**Exercise**
Report every line from the material that contains the word "clamp".

**Raw data**
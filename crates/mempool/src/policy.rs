use lccd_consensus::money::Amount;
use lccd_primitives::encoding::varint_len;
use lccd_primitives::script::{
    bct_honey_script, classify_script_pubkey, is_push_only, is_unspendable, ScriptType,
};
use lccd_primitives::transaction::Transaction;

use crate::error::{MempoolError, MempoolErrorKind};

pub const DEFAULT_MAX_MEMPOOL_BYTES: usize = 300 * 1_000_000;
pub const DEFAULT_ANCESTOR_LIMIT: usize = 25;
pub const DEFAULT_ANCESTOR_SIZE_LIMIT: u64 = 101 * 1000;
pub const DEFAULT_DESCENDANT_LIMIT: u64 = 25;
pub const DEFAULT_DESCENDANT_SIZE_LIMIT: u64 = 101 * 1000;
pub const DEFAULT_MIN_RELAY_FEE_PER_KB: Amount = 1000;
pub const DEFAULT_INCREMENTAL_RELAY_FEE_PER_KB: Amount = 1000;
pub const DEFAULT_EXPIRY_HOURS: i64 = 336;
pub const DEFAULT_MAX_ORPHANS: usize = 100;

const MAX_STANDARD_TX_SIZE: usize = 100_000;
const MAX_STANDARD_SCRIPTSIG_SIZE: usize = 1650;
const MAX_OP_RETURN_RELAY: usize = 83;
/// Bytes needed to spend a typical output, counted into the dust threshold.
const SPEND_INPUT_SIZE: usize = 148;

/// Fee rate in base units per 1000 bytes.
#[derive(Clone, Copy, Debug, Default, Eq, PartialEq, Ord, PartialOrd, Hash)]
pub struct FeeRate(Amount);

impl FeeRate {
    pub const ZERO: FeeRate = FeeRate(0);

    pub const fn per_kb(per_kb: Amount) -> Self {
        Self(per_kb)
    }

    /// Rate of paying `fee` for `size` bytes.
    pub fn from_fee(fee: Amount, size: u64) -> Self {
        if size == 0 {
            return Self(0);
        }
        let rate = i128::from(fee) * 1000 / i128::from(size);
        Self(rate.clamp(i128::from(Amount::MIN), i128::from(Amount::MAX)) as Amount)
    }

    pub fn fee_per_kb(&self) -> Amount {
        self.0
    }

    /// Fee this rate asks for `size` bytes. A positive rate never rounds to zero.
    pub fn fee(&self, size: u64) -> Amount {
        let fee = i128::from(self.0) * i128::from(size) / 1000;
        let fee = fee.clamp(i128::from(Amount::MIN), i128::from(Amount::MAX)) as Amount;
        if fee == 0 && size != 0 && self.0 > 0 {
            return 1;
        }
        fee
    }

    pub fn saturating_add(self, other: FeeRate) -> FeeRate {
        FeeRate(self.0.saturating_add(other.0))
    }
}

impl std::fmt::Display for FeeRate {
    fn fmt(&self, f: &mut std::fmt::Formatter<'_>) -> std::fmt::Result {
        write!(f, "{} per kB", self.0)
    }
}

#[derive(Clone, Debug)]
pub struct MempoolConfig {
    pub max_bytes: usize,
    /// Ancestor count limit, counting the entry itself.
    pub ancestor_limit: usize,
    pub ancestor_size_limit: u64,
    /// Descendant count limit, counting the entry itself.
    pub descendant_limit: u64,
    pub descendant_size_limit: u64,
    pub min_relay_fee: FeeRate,
    pub incremental_relay_fee: FeeRate,
    pub expiry_hours: i64,
    pub max_orphans: usize,
    pub enable_replacement: bool,
    pub require_standard: bool,
}

impl Default for MempoolConfig {
    fn default() -> Self {
        Self {
            max_bytes: DEFAULT_MAX_MEMPOOL_BYTES,
            ancestor_limit: DEFAULT_ANCESTOR_LIMIT,
            ancestor_size_limit: DEFAULT_ANCESTOR_SIZE_LIMIT,
            descendant_limit: DEFAULT_DESCENDANT_LIMIT,
            descendant_size_limit: DEFAULT_DESCENDANT_SIZE_LIMIT,
            min_relay_fee: FeeRate::per_kb(DEFAULT_MIN_RELAY_FEE_PER_KB),
            incremental_relay_fee: FeeRate::per_kb(DEFAULT_INCREMENTAL_RELAY_FEE_PER_KB),
            expiry_hours: DEFAULT_EXPIRY_HOURS,
            max_orphans: DEFAULT_MAX_ORPHANS,
            enable_replacement: true,
            require_standard: true,
        }
    }
}

impl MempoolConfig {
    pub fn expiry_secs(&self) -> i64 {
        self.expiry_hours.saturating_mul(60 * 60)
    }
}

/// Outputs worth less than three times the fee to spend them are dust.
pub fn is_dust(value: Amount, script_pubkey: &[u8], min_relay_fee: FeeRate) -> bool {
    if is_unspendable(script_pubkey) {
        return false;
    }
    let out_size = 8 + varint_len(script_pubkey.len() as u64) + script_pubkey.len();
    let spend_size = (out_size + SPEND_INPUT_SIZE) as u64;
    value < min_relay_fee.fee(spend_size).saturating_mul(3)
}

/// Relay standardness of a transaction's shape. Bee creation outputs paying
/// `bee_creation_key_hash` count as standard.
pub fn check_standard(
    tx: &Transaction,
    min_relay_fee: FeeRate,
    bee_creation_key_hash: &[u8; 20],
) -> Result<(), MempoolError> {
    if !(1..=2).contains(&tx.version) {
        return Err(MempoolError::new(MempoolErrorKind::NonStandard, "version"));
    }
    if tx.serialized_size() > MAX_STANDARD_TX_SIZE {
        return Err(MempoolError::new(MempoolErrorKind::NonStandard, "tx-size"));
    }
    for input in &tx.vin {
        if input.script_sig.len() > MAX_STANDARD_SCRIPTSIG_SIZE {
            return Err(MempoolError::new(
                MempoolErrorKind::NonStandard,
                "scriptsig-size",
            ));
        }
        if !is_push_only(&input.script_sig) {
            return Err(MempoolError::new(
                MempoolErrorKind::NonStandard,
                "scriptsig-not-pushonly",
            ));
        }
    }

    let mut op_return_count = 0usize;
    for output in &tx.vout {
        match classify_script_pubkey(&output.script_pubkey) {
            ScriptType::NullData => {
                if output.script_pubkey.len() > MAX_OP_RETURN_RELAY {
                    return Err(MempoolError::new(
                        MempoolErrorKind::NonStandard,
                        "scriptpubkey",
                    ));
                }
                op_return_count += 1;
                continue;
            }
            ScriptType::P2Pk | ScriptType::P2Pkh | ScriptType::P2Sh => {}
            ScriptType::P2Wpkh | ScriptType::P2Wsh => {
                return Err(MempoolError::new(
                    MempoolErrorKind::NonStandard,
                    "witness-program",
                ));
            }
            ScriptType::Unknown => {
                if bct_honey_script(&output.script_pubkey, bee_creation_key_hash).is_none() {
                    return Err(MempoolError::new(
                        MempoolErrorKind::NonStandard,
                        "scriptpubkey",
                    ));
                }
            }
        }
        if is_dust(output.value, &output.script_pubkey, min_relay_fee) {
            return Err(MempoolError::new(MempoolErrorKind::NonStandard, "dust"));
        }
    }
    if op_return_count > 1 {
        return Err(MempoolError::new(
            MempoolErrorKind::NonStandard,
            "multi-op-return",
        ));
    }
    Ok(())
}

#[cfg(test)]
mod tests {
    use super::*;
    use lccd_primitives::outpoint::OutPoint;
    use lccd_primitives::script::{bct_script, p2pkh_script, OP_RETURN};
    use lccd_primitives::transaction::{TxIn, TxOut};

    fn spend(outputs: Vec<TxOut>) -> Transaction {
        Transaction {
            version: 1,
            vin: vec![TxIn::new(OutPoint::new([1u8; 32], 0), vec![0x01, 0x02])],
            vout: outputs,
            lock_time: 0,
        }
    }

    #[test]
    fn fee_rate_rounds_up_to_one_unit() {
        let rate = FeeRate::per_kb(1000);
        assert_eq!(rate.fee(250), 250);
        assert_eq!(FeeRate::per_kb(1).fee(10), 1);
        assert_eq!(FeeRate::ZERO.fee(10), 0);
        assert_eq!(FeeRate::from_fee(500, 250), FeeRate::per_kb(2000));
        assert_eq!(FeeRate::from_fee(500, 0), FeeRate::ZERO);
    }

    #[test]
    fn dust_threshold_follows_relay_fee() {
        let script = p2pkh_script(&[3u8; 20]);
        // 34 byte output plus 148 byte spend at 1000/kB, times three
        assert!(is_dust(545, &script, FeeRate::per_kb(1000)));
        assert!(!is_dust(546, &script, FeeRate::per_kb(1000)));
        assert!(!is_dust(0, &[OP_RETURN], FeeRate::per_kb(1000)));
    }

    #[test]
    fn standardness_rejects_unknown_and_dust_outputs() {
        let relay = FeeRate::per_kb(1000);
        let key = [9u8; 20];
        let ok = spend(vec![TxOut::new(10_000, p2pkh_script(&[3u8; 20]))]);
        assert!(check_standard(&ok, relay, &key).is_ok());

        let dust = spend(vec![TxOut::new(1, p2pkh_script(&[3u8; 20]))]);
        assert_eq!(check_standard(&dust, relay, &key).unwrap_err().reason, "dust");

        let unknown = spend(vec![TxOut::new(10_000, vec![0x76])]);
        assert_eq!(
            check_standard(&unknown, relay, &key).unwrap_err().reason,
            "scriptpubkey"
        );

        let bct = spend(vec![TxOut::new(10_000, bct_script(&key, &[4u8; 20]))]);
        assert!(check_standard(&bct, relay, &key).is_ok());

        let two_data = spend(vec![
            TxOut::new(0, vec![OP_RETURN, 0x01, 0xaa]),
            TxOut::new(0, vec![OP_RETURN, 0x01, 0xbb]),
        ]);
        assert_eq!(
            check_standard(&two_data, relay, &key).unwrap_err().reason,
            "multi-op-return"
        );
    }
}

**Solution**
        Self(rate.clamp(i128::from(Amount::MIN), i128::from(Amount::MAX)) as Amount)
        let fee = fee.clamp(i128::from(Amount::MIN), i128::from(Amount::MAX)) as Amount;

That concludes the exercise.